### What to produce
Determine how many lines in the entries below include "reason". The reply should be that number and nothing else.
====
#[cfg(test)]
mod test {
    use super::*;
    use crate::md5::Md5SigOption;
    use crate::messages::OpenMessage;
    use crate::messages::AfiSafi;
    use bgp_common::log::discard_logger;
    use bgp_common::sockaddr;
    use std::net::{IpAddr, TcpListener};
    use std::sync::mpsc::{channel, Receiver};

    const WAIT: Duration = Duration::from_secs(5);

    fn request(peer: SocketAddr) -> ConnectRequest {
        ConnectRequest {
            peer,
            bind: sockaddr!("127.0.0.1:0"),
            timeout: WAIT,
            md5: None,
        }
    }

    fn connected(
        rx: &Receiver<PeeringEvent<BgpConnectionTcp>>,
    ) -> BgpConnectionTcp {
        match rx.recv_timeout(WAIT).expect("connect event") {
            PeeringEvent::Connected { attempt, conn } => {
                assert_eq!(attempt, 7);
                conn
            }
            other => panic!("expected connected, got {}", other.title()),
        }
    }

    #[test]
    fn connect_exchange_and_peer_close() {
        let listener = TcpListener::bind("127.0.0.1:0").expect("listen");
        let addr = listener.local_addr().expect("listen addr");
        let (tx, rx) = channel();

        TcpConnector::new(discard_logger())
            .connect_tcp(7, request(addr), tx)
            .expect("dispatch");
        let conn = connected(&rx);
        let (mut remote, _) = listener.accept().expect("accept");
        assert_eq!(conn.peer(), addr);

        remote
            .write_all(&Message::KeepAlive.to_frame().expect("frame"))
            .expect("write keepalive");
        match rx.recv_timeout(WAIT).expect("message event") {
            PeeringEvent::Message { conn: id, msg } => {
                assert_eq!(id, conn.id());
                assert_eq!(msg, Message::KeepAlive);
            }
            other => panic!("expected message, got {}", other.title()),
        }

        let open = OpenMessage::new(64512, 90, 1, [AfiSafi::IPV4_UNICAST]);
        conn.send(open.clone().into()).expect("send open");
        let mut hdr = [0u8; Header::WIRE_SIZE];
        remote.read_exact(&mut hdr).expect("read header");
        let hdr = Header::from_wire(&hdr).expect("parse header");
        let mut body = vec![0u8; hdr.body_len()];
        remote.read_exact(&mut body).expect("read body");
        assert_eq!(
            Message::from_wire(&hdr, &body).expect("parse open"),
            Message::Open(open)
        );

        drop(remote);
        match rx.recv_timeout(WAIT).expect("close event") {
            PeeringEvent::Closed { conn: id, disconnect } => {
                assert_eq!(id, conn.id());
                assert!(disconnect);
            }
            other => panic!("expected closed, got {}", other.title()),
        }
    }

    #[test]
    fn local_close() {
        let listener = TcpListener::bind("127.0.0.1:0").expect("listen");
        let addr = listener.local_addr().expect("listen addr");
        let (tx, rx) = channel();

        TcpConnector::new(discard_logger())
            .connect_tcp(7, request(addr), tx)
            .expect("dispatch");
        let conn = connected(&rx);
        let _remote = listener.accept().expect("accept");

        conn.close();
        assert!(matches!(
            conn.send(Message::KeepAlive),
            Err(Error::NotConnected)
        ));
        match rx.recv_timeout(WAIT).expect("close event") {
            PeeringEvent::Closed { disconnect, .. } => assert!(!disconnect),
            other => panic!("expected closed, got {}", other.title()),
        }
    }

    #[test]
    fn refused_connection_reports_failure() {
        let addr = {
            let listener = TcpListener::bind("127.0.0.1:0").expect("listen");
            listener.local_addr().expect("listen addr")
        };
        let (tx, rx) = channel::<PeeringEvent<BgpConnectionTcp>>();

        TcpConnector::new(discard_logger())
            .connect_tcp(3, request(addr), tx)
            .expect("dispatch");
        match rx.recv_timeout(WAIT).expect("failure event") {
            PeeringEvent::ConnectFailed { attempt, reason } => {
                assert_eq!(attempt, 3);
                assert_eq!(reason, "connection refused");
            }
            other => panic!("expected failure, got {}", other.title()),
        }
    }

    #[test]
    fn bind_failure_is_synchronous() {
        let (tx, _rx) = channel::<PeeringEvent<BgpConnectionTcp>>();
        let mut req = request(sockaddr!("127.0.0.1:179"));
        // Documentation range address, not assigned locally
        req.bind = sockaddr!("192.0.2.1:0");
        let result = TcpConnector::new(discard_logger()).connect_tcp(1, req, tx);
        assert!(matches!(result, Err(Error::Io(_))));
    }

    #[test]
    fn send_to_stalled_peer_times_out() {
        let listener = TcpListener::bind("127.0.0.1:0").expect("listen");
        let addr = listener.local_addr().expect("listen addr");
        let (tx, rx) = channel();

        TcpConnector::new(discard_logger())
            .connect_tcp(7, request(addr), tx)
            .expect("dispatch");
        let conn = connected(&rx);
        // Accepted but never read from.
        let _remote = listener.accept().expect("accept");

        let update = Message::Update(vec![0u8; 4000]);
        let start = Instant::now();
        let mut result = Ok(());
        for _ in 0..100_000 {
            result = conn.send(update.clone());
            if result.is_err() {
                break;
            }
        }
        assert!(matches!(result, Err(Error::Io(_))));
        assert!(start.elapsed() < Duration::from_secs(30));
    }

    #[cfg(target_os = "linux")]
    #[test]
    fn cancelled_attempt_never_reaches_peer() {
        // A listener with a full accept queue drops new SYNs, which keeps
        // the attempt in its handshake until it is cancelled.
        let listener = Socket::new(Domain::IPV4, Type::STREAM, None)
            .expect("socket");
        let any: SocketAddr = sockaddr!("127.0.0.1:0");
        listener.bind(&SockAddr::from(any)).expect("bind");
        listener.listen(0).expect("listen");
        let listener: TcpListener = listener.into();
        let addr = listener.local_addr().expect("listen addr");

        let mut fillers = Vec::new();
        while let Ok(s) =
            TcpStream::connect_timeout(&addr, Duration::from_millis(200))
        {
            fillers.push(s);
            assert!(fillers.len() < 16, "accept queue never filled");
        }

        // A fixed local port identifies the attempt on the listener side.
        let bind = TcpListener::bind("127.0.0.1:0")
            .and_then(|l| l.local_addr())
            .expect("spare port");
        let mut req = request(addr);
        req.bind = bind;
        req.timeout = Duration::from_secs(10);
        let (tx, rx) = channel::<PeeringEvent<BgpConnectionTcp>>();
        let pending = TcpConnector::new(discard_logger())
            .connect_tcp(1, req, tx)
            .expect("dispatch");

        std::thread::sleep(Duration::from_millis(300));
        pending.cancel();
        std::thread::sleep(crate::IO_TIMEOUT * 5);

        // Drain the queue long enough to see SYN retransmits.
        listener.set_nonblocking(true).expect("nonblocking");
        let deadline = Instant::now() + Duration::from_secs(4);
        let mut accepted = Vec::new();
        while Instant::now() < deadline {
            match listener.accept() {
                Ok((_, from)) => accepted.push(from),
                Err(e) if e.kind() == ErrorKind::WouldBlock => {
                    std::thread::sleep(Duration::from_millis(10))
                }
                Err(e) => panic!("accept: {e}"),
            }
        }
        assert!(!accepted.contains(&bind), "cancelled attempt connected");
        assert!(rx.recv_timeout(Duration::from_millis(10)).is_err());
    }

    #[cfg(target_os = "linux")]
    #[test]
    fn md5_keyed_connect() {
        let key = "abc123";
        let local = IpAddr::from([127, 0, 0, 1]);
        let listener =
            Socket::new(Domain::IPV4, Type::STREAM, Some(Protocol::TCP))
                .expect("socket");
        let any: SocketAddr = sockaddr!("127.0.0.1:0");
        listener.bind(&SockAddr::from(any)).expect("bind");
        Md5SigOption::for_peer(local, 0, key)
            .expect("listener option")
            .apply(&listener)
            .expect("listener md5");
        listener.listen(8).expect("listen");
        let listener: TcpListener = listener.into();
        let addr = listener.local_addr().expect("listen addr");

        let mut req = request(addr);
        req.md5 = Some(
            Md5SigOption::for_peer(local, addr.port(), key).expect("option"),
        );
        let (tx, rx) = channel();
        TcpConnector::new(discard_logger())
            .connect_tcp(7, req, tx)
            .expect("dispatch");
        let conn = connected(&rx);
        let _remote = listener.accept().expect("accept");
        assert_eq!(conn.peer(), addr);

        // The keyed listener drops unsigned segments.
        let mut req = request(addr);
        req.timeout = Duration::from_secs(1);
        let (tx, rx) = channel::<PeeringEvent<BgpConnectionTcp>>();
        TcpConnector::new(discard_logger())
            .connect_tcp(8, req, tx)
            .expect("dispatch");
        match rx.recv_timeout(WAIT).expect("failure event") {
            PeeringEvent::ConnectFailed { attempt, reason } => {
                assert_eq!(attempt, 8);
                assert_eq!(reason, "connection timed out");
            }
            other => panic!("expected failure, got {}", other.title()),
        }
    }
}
====
### Reply
4